3. Changing the City Plan should be done the proper way

If the State Government wants to rewrite the Redland City Plan to suit those with property development interests, then this should be done with proper lengthy genuine community consultation including provision of detailed maps showing the proposed changes in lot size, density and building height – block by block.

4. Sustainable balance

The Strategy mentions “sustainable balance” but proposes to densify areas currently zoned low density residential which will result in more reduction of wildlife habitat in urban areas. And while replaying the ‘build up not out’ tune, the proposed Strategy assumes that greenfield development will happen in Southern Thornlands. It is not a sustainable Strategy.

5. Infrastructure

The proposed Strategy does not address current and future infrastructure challenges. A plan to squeeze 50,000 more people into Redlands should be accompanied by plans for necessary infrastructure. This includes roads, public transport, schools, hospitals, parks and sporting facilities. Some of these requirements will need land yet the current Redland City Council has already failed to put aside enough land for meeting the City’s recreation needs.

6. Walkability

The strategy proposes increased densification within 8oo metres of presumably the perimeter of current centres. But it’s generally accepted that a comfortable walking distance for most people is 400 metres. So, plans for increasing densification around existing centres should be limited to 400 metres from the midpoint of existing centres.

7. Southern Thornlands

The Southern Thornlands Integrated Employment Area was withdrawn from the urban footprint in 2010. Pressure from landholders for housing subdivision to be allowed should be ignored. Plans for development in this area should focus on strategic provision of community infrastructure (e.g. meeting Redlands deficit of sports facilities) and commercial and industrial facilities which might increase opportunities for employment in the Redlands.

8. Toondah Harbour

The environmentally destructive proposal to build luxury apartments on Ramsar wetlands will do little to assist the State Government in dealing with its current housing shortage. The Housing Strategy should disregard the Toondah Harbour proposal.

9. Planning Horizon

The current Redlands Planning Scheme (Redland City Plan 2018) already meets the Queensland State Government’s specifications for population growth to 2041; no further densification changes to our Planning Scheme are required, nor should further changes be made.
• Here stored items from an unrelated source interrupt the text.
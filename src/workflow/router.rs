//! Router：Decision + 状态 -> 下一步（纯函数）
//!
//! 先看覆盖规则：有 error_message 或迭代数达到上限时一律进入 synthesis；
//! 否则对封闭的 Decision 做穷尽匹配。

use crate::core::{ConversationState, Decision};
use crate::workflow::types::NextStep;

/// 决策到节点的基础映射
fn step_for(decision: Decision) -> NextStep {
    match decision {
        Decision::Clarify => NextStep::Clarification,
        Decision::CheckSafety => NextStep::SafetyCheck,
        Decision::CheckDeficiency => NextStep::DeficiencyCheck,
        Decision::GetRecommendations => NextStep::Recommendation,
        Decision::NeedMoreEvidence => NextStep::Supervisor,
        Decision::Synthesize => NextStep::Synthesis,
    }
}

fn overlay(state: &ConversationState, max_iterations: u32) -> Option<NextStep> {
    if let Some(error) = &state.error_message {
        tracing::warn!("Routing to synthesis due to error: {}", error);
        return Some(NextStep::Synthesis);
    }
    if state.iterations() >= max_iterations {
        tracing::warn!(
            "Iteration ceiling reached ({}/{}), forcing synthesis",
            state.iterations(),
            max_iterations
        );
        return Some(NextStep::Synthesis);
    }
    None
}

/// 按 state.supervisor_decision 路由；没有决策时结束
pub fn route(state: &ConversationState, max_iterations: u32) -> NextStep {
    if let Some(step) = overlay(state, max_iterations) {
        return step;
    }
    match state.supervisor_decision {
        Some(decision) => {
            let next = step_for(decision);
            tracing::debug!("Routing {} -> {}", decision, next);
            next
        }
        None => {
            tracing::warn!("No supervisor decision recorded, ending workflow");
            NextStep::End
        }
    }
}

/// 字符串 token 路由（外部输入 / 历史别名）；未知 token 结束
pub fn route_token(token: &str, state: &ConversationState, max_iterations: u32) -> NextStep {
    if let Some(step) = overlay(state, max_iterations) {
        return step;
    }
    match Decision::from_token(token) {
        Some(decision) => step_for(decision),
        None => {
            tracing::warn!("Unknown decision token '{}', ending workflow", token);
            NextStep::End
        }
    }
}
10. Releasing more land for housing is not the answer to affordability

Releasing more land for housing is not the answer to affordability
Releasing more and more land for housing has proven to be ineffective when it comes to housing affordability. Housing will continue to be unaffordable for most for as long as the Australian Federal Government pursues a ‘big Australia’ inward migration policy. With some 300,000 people expected to enter Australia at our invitation this year, and more in the same numbers to follow year after year, the housing crisis in Australia can only get worse and worse.

southern thornlands and the draft Redland Housing Strategy
The Southern Thornlands Potential Future Growth Area

Redlands2030 – 7 November 2023

Updated 12 November 2023 with inclusion of link to video showing showing areas where increased residential density would be allowed if the State Government’s Draft Redland Housing Strategy is adopted.